Vinte e sete habitantes em Desemboque
07/10/15 07:20“Homens de extrema bravura, desterrados do seu próprio mundo, fundaram no sertão da farinha podre em 1743 a capela de Nossa Senhora do Desterro, dando início ao povoado de Desemboque, marco inicial da colonização do Brasil central.”
É esta frase, de Hidelbrando Pontes, escrita em um grande muro logo na entrada, que recepciona os visitantes. No fim da tarde do dia 5 de outubro eu desembarquei no Arraial de Desemboque (MG), uma pequena vila encravada nas montanhas do sul de Minas Gerais, no distrito de Sacramento, terra do ator Lima Duarte e que tem como filha ilustre a primeira escritora negra do Brasil, Carolina de Jesus.

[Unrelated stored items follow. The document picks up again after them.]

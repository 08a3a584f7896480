//! Mapping results and batch aggregates.

use serde::{Deserialize, Serialize};

/// Lifecycle of a mapping batch.
#[derive(Debug, Clone, Copy, PartialEq, Eq, Serialize, Deserialize)]
#[serde(rename_all = "lowercase")]
pub enum BatchStatus {
    Processing,
    Completed,
    Failed,
}

/// The structured outcome of mapping one source account.
///
/// Produced once per source account per batch and never mutated afterwards.
/// `confidence` is always within [0, 100]; the parser clamps it.
#[derive(Debug, Clone, PartialEq, Serialize, Deserialize)]
pub struct MappingResult {
    /// Code of the source account that was mapped.
    pub source_code: String,
    /// Suggested target account code, or "UNKNOWN" when the model gave none.
    pub target_code: String,
    /// Model-reported confidence, 0-100. Not independently verified.
    pub confidence: u8,
    /// The model's explanation for the suggestion.
    pub reasoning: String,
    /// Alternative target codes, best first. Never contains the "None"
    /// placeholder the prompt asks for.
    pub alternatives: Vec<String>,
    /// Wall-clock seconds spent on this account's completion call.
    pub processing_time: f64,
}

/// Aggregate statistics over one batch of mapping results.
///
/// Recomputed fresh per batch; not persisted beyond the batch record.
#[derive(Debug, Clone, PartialEq, Serialize, Deserialize)]
pub struct BatchSummary {
    pub total_mappings: usize,
    /// Results with confidence at or above the caller's threshold.
    pub high_confidence_mappings: usize,
    /// Arithmetic mean confidence rounded to one decimal, 0.0 for an empty batch.
    pub average_confidence: f64,
    /// Total batch wall-clock seconds rounded to two decimals.
    pub processing_time: f64,
    /// Echo of the threshold the counts were computed against.
    pub confidence_threshold: u8,
}

impl BatchSummary {
    /// Computes the summary for a finished batch.
    pub fn compute(results: &[MappingResult], confidence_threshold: u8, elapsed_secs: f64) -> Self {
        let high_confidence_mappings = results
            .iter()
            .filter(|r| r.confidence >= confidence_threshold)
            .count();

        let average_confidence = if results.is_empty() {
            0.0
        } else {
            let sum: u32 = results.iter().map(|r| u32::from(r.confidence)).sum();
            round_to(f64::from(sum) / results.len() as f64, 1)
        };

        Self {
            total_mappings: results.len(),
            high_confidence_mappings,
            average_confidence,
            processing_time: round_to(elapsed_secs, 2),
            confidence_threshold,
        }
    }
}

/// The full result shape handed back to the embedding layer.
#[derive(Debug, Clone, PartialEq, Serialize, Deserialize)]
pub struct MappingOutcome {
    pub session_id: String,
    pub results: Vec<MappingResult>,
    pub summary: BatchSummary,
    pub status: BatchStatus,
}

fn round_to(value: f64, decimals: u32) -> f64 {
    let factor = 10f64.powi(decimals as i32);
    (value * factor).round() / factor
}
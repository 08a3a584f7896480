//! Application layer for LedgerMap.
//!
//! This crate provides the use cases that coordinate the domain layer and
//! the completion client: the batch mapping orchestrator and the
//! conversational mapping advisor.

pub mod advisor;
pub mod error;
pub mod mapping_usecase;
pub mod prompt;

pub use advisor::{
    AccountClass, ChatRequest, MappingAdvisor, MappingPattern, ReferenceAccount, ReferenceChart,
};
pub use error::MappingError;
pub use mapping_usecase::{MappingRequest, MappingUseCase};
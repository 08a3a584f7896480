//! Configuration file management for LedgerMap.
//!
//! Supports reading secrets from `~/.config/ledgermap/secret.json`.

use serde::Deserialize;
use std::fs;
use std::path::PathBuf;

/// Root configuration structure for secret.json
#[derive(Debug, Clone, Deserialize)]
pub struct SecretConfig {
    #[serde(default)]
    pub claude: Option<ClaudeConfig>,
}

/// Claude API configuration
#[derive(Debug, Clone, Deserialize)]
pub struct ClaudeConfig {
    pub api_key: String,
    #[serde(default)]
    pub model_name: Option<String>,
}

/// Loads the secret configuration file from ~/.config/ledgermap/secret.json
pub fn load_secret_config() -> Result<SecretConfig, String> {
    let config_path = get_config_path()?;

    if !config_path.exists() {
        return Err(format!(
            "Configuration file not found at: {}",
            config_path.display()
        ));
    }

    let content = fs::read_to_string(&config_path).map_err(|e| {
        format!(
            "Failed to read configuration file at {}: {}",
            config_path.display(),
            e
        )
    })?;

    serde_json::from_str(&content).map_err(|e| {
        format!(
            "Failed to parse configuration file at {}: {}",
            config_path.display(),
            e
        )
    })
}

/// Returns the path to the configuration file: ~/.config/ledgermap/secret.json
fn get_config_path() -> Result<PathBuf, String> {
    let home = dirs::home_dir().ok_or_else(|| "Could not determine home directory".to_string())?;
    Ok(home.join(".config").join("ledgermap").join("secret.json"))
}
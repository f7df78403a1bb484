//! 英語ストップワード集合。
//!
//! ベクトライザの学習時に使われた NLTK 英語リスト (179語) と同一内容。
//! アポストロフィを含む語は正規化後のトークンに一致しないが、リストの同一性を保つために残している。
use once_cell::sync::Lazy;
use rustc_hash::FxHashSet;

pub(crate) const ENGLISH_STOPWORDS: [&str; 179] = [
    "i", "me", "my", "myself", "we", "our", "ours", "ourselves", "you", "you're", "you've",
    "you'll", "you'd", "your", "yours", "yourself", "yourselves", "he", "him", "his", "himself",
    "she", "she's", "her", "hers", "herself", "it", "it's", "its", "itself", "they", "them",
    "their", "theirs", "themselves", "what", "which", "who", "whom", "this", "that", "that'll",
    "these", "those", "am", "is", "are", "was", "were", "be", "been", "being", "have", "has",
    "had", "having", "do", "does", "did", "doing", "a", "an", "the", "and", "but", "if", "or",
    "because", "as", "until", "while", "of", "at", "by", "for", "with", "about", "against",
    "between", "into", "through", "during", "before", "after", "above", "below", "to", "from",
    "up", "down", "in", "out", "on", "off", "over", "under", "again", "further", "then", "once",
    "here", "there", "when", "where", "why", "how", "all", "any", "both", "each", "few", "more",
    "most", "other", "some", "such", "no", "nor", "not", "only", "own", "same", "so", "than",
    "too", "very", "s", "t", "can", "will", "just", "don", "don't", "should", "should've", "now",
    "d", "ll", "m", "o", "re", "ve", "y", "ain", "aren", "aren't", "couldn", "couldn't", "didn",
    "didn't", "doesn", "doesn't", "hadn", "hadn't", "hasn", "hasn't", "haven", "haven't", "isn",
    "isn't", "ma", "mightn", "mightn't", "mustn", "mustn't", "needn", "needn't", "shan", "shan't",
    "shouldn", "shouldn't", "wasn", "wasn't", "weren", "weren't", "won", "won't", "wouldn",
    "wouldn't",
];

static ENGLISH: Lazy<FxHashSet<&'static str>> =
    Lazy::new(|| ENGLISH_STOPWORDS.iter().copied().collect());

/// 小文字化済みトークンがストップワードかどうか。
#[must_use]
pub fn is_stopword(token: &str) -> bool {
    ENGLISH.contains(token)
}

#[cfg(test)]
mod tests {
    use super::*;

    #[test]
    fn list_has_no_duplicates() {
        assert_eq!(ENGLISH.len(), ENGLISH_STOPWORDS.len());
    }

    #[test]
    fn matching_is_exact() {
        assert!(is_stopword("the"));
        assert!(is_stopword("s"));
        assert!(!is_stopword("The"));
        assert!(!is_stopword("news"));
        assert!(!is_stopword("u"));
    }
}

Depois de ficar por dois dias em Sacramento (MG) –já que o ônibus só sai a cada dois dias, e onde tive de gastar R$ 90 em hospedagem e comida no centenário hotel da cidade–, consegui uma carona.
Ela veio com o professor Carlos Alberto Cerchi, 65, historiador e profundo conhecedor da história do Arraial, junto com sua esposa Maria de Fátima Archanjo, 44, e seu bebê Olga, de dois meses.
Os ponteiros do relógio em Desemboque parecem girar lentamente: a cidade não parou no tempo, mas se recusa a correr, e a vida segue em outro tempo. “Aqui somos donos do nosso tempo” diz Maria de Fatima, uma paulistana que adotou a região.
E de fato é. Ao andar pela “currutela”, como eles mesmo definem, e encontrarmos o sr. José de Moura, Carlos me orienta que ali não se deve cumprimentar de longe. É preciso chegar perto para conversar e eles não gostam de falar alto. O cumprimento de mãos também não segue os nossos padrões, a mão é levantada e não se aperta, apenas encosta.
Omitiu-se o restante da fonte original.